**WORK ITEM:** Report all lines in the records that hold the string "tracing".

**DATASET RECORDS:**
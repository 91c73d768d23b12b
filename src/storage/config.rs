//! Application configuration.
//!
//! Session constants and demo settings are read from a TOML file in the
//! platform config directory. A missing file means defaults.

use crate::workouts::types::{SessionConfig, SessionError};
use serde::{Deserialize, Serialize};
use std::path::{Path, PathBuf};

/// Simulated gesture cadence used by the demo binary.
#[derive(Debug, Clone, PartialEq, Serialize, Deserialize)]
#[serde(default)]
pub struct DemoSettings {
    /// Delay between simulated reps in milliseconds
    pub rep_interval_ms: u64,
    /// Seed for heart-rate jitter and accelerometer noise
    pub seed: Option<u64>,
    /// Pause once the goal is reached
    pub pause_after_goal: bool,
}

impl Default for DemoSettings {
    fn default() -> Self {
        Self {
            rep_interval_ms: 1500,
            seed: None,
            pause_after_goal: true,
        }
    }
}

/// Application configuration.
#[derive(Debug, Clone, PartialEq, Serialize, Deserialize)]
#[serde(default)]
pub struct AppConfig {
    /// Application version
    pub version: String,
    /// Session constants
    pub session: SessionConfig,
    /// Demo driver settings
    pub demo: DemoSettings,
}

impl Default for AppConfig {
    fn default() -> Self {
        Self {
            version: env!("CARGO_PKG_VERSION").to_string(),
            session: SessionConfig::default(),
            demo: DemoSettings::default(),
        }
    }
}

/// Get the application config directory.
pub fn get_config_dir() -> PathBuf {
    directories::ProjectDirs::from("com", "glowsync", "GlowSync")
        .map(|dirs| dirs.config_dir().to_path_buf())
        .unwrap_or_else(|| PathBuf::from("."))
}

/// Get the configuration file path.
pub fn get_config_path() -> PathBuf {
    get_config_dir().join("config.toml")
}

/// Load configuration from the default location.
pub fn load_config() -> Result<AppConfig, ConfigError> {
    load_config_from(&get_config_path())
}

/// Load configuration from `path`, falling back to defaults if it does not exist.
pub fn load_config_from(path: &Path) -> Result<AppConfig, ConfigError> {
    if !path.exists() {
        tracing::debug!("No config at {}, using defaults", path.display());
        return Ok(AppConfig::default());
    }

    let content = std::fs::read_to_string(path).map_err(|e| ConfigError::IoError(e.to_string()))?;

    let config: AppConfig =
        toml::from_str(&content).map_err(|e| ConfigError::ParseError(e.to_string()))?;

    config.session.validate()?;

    tracing::info!("Loaded config from {}", path.display());
    Ok(config)
}

/// Save configuration to the default location.
pub fn save_config(config: &AppConfig) -> Result<(), ConfigError> {
    save_config_to(config, &get_config_path())
}

/// Save configuration to `path`.
pub fn save_config_to(config: &AppConfig, path: &Path) -> Result<(), ConfigError> {
    // Ensure parent directory exists
    if let Some(parent) = path.parent() {
        std::fs::create_dir_all(parent).map_err(|e| ConfigError::IoError(e.to_string()))?;
    }

    let content =
        toml::to_string_pretty(config).map_err(|e| ConfigError::SerializeError(e.to_string()))?;

    std::fs::write(path, content).map_err(|e| ConfigError::IoError(e.to_string()))?;

    Ok(())
}

/// Configuration errors.
#[derive(Debug, thiserror::Error)]
pub enum ConfigError {
    #[error("IO error: {0}")]
    IoError(String),

    #[error("Parse error: {0}")]
    ParseError(String),

    #[error("Serialize error: {0}")]
    SerializeError(String),

    #[error(transparent)]
    Invalid(#[from] SessionError),
}
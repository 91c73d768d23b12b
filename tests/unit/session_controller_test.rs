//! Unit tests for the SessionController state machine.

use glowsync::workouts::clock::{RandomJitter, ScriptedJitter};
use glowsync::workouts::controller::SessionController;
use glowsync::workouts::types::{ActivityStatus, SessionConfig, WorkoutState};
use std::time::Duration;
use tokio::time::sleep;

fn create_controller() -> SessionController {
    SessionController::with_jitter(
        SessionConfig::default(),
        Box::new(ScriptedJitter::new(vec![2.0, -1.0])),
    )
    .expect("Should create controller")
}

#[tokio::test(start_paused = true)]
async fn test_initial_state() {
    let session = create_controller();
    assert_eq!(session.snapshot(), WorkoutState::new(15));
    assert!(!session.is_clock_running());
}

#[tokio::test(start_paused = true)]
async fn test_start_from_paused() {
    let session = create_controller();

    session.start();
    session.pause();
    let state = session.start();

    assert_eq!(state.status, ActivityStatus::Active);
    assert!(session.is_clock_running());
}

#[tokio::test(start_paused = true)]
async fn test_pause_from_idle() {
    let session = create_controller();

    let state = session.pause();
    assert_eq!(state.status, ActivityStatus::Paused);
    assert!(!session.is_clock_running());

    // Second pause is a no-op
    assert_eq!(session.pause(), state);
}

#[tokio::test(start_paused = true)]
async fn test_increment_is_additive() {
    let session = create_controller();
    session.start();

    let before = session.snapshot();
    let after = session.increment();

    assert_eq!(after.count, before.count + 1);
    assert_eq!(after.calories, before.calories + 0.5);
    assert_eq!(after.heart_rate, before.heart_rate + 2.0);
    assert_eq!(after.duration, before.duration);
}

#[tokio::test(start_paused = true)]
async fn test_increment_spike_capped() {
    let session = create_controller();
    session.start();

    for _ in 0..100 {
        let state = session.increment();
        assert!(state.heart_rate <= 170.0);
    }
    assert_eq!(session.snapshot().heart_rate, 170.0);
}

#[tokio::test(start_paused = true)]
async fn test_double_start_runs_one_clock() {
    let session = create_controller();

    session.start();
    session.start();
    sleep(Duration::from_millis(5500)).await;
    session.start();
    sleep(Duration::from_millis(2000)).await;

    // Ticks at 1..=7 seconds
    assert_eq!(session.snapshot().duration, 7);
}

#[tokio::test(start_paused = true)]
async fn test_pause_immediately_after_start() {
    let session = create_controller();

    session.start();
    session.pause();
    sleep(Duration::from_secs(10)).await;

    assert_eq!(session.snapshot().duration, 0);
}

#[tokio::test(start_paused = true)]
async fn test_reset_immediately_after_start() {
    let session = create_controller();

    session.start();
    session.reset();
    sleep(Duration::from_secs(10)).await;

    assert_eq!(session.snapshot(), WorkoutState::new(15));
}

#[tokio::test(start_paused = true)]
async fn test_pause_freezes_duration() {
    let session = create_controller();

    session.start();
    sleep(Duration::from_millis(2500)).await;
    session.pause();
    sleep(Duration::from_secs(10)).await;
    assert_eq!(session.snapshot().duration, 2);

    // Resume: the first tick comes one full period after start
    session.start();
    sleep(Duration::from_millis(1500)).await;
    assert_eq!(session.snapshot().duration, 3);
}

#[tokio::test(start_paused = true)]
async fn test_reset_keeps_configured_target() {
    let config = SessionConfig {
        target: 20,
        calories_per_rep: 1.25,
        ..Default::default()
    };
    let session = SessionController::with_jitter(config, Box::new(RandomJitter::seeded(3)))
        .expect("Should create controller");

    session.start();
    sleep(Duration::from_millis(4200)).await;
    session.increment();
    session.increment();
    assert_eq!(session.snapshot().calories, 2.5);

    let state = session.reset();
    assert_eq!(
        state,
        WorkoutState {
            count: 0,
            target: 20,
            calories: 0.0,
            duration: 0,
            heart_rate: 72.0,
            status: ActivityStatus::Idle,
        }
    );
}

#[tokio::test(start_paused = true)]
async fn test_custom_tick_interval() {
    let config = SessionConfig {
        tick_interval_ms: 250,
        ..Default::default()
    };
    let session = SessionController::with_jitter(config, Box::new(ScriptedJitter::constant(0.0)))
        .expect("Should create controller");

    session.start();
    sleep(Duration::from_millis(1100)).await;

    assert_eq!(session.snapshot().duration, 4);
}
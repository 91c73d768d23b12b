//! Workout session core: state, controller, and clock.

pub mod clock;
pub mod controller;
pub mod subscription;
pub mod types;

pub use clock::{apply_tick, HeartRateJitter, RandomJitter, ScriptedJitter};
pub use controller::{apply_increment, SessionController};
pub use subscription::StateSubscription;
pub use types::{
    ActivityStatus, SessionConfig, SessionError, WorkoutAction, WorkoutState,
    RESTING_HEART_RATE,
};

**EXERCISE RESULT:**
        tracing::debug!("No config at {}, using defaults", path.display());
    tracing::info!("Loaded config from {}", path.display());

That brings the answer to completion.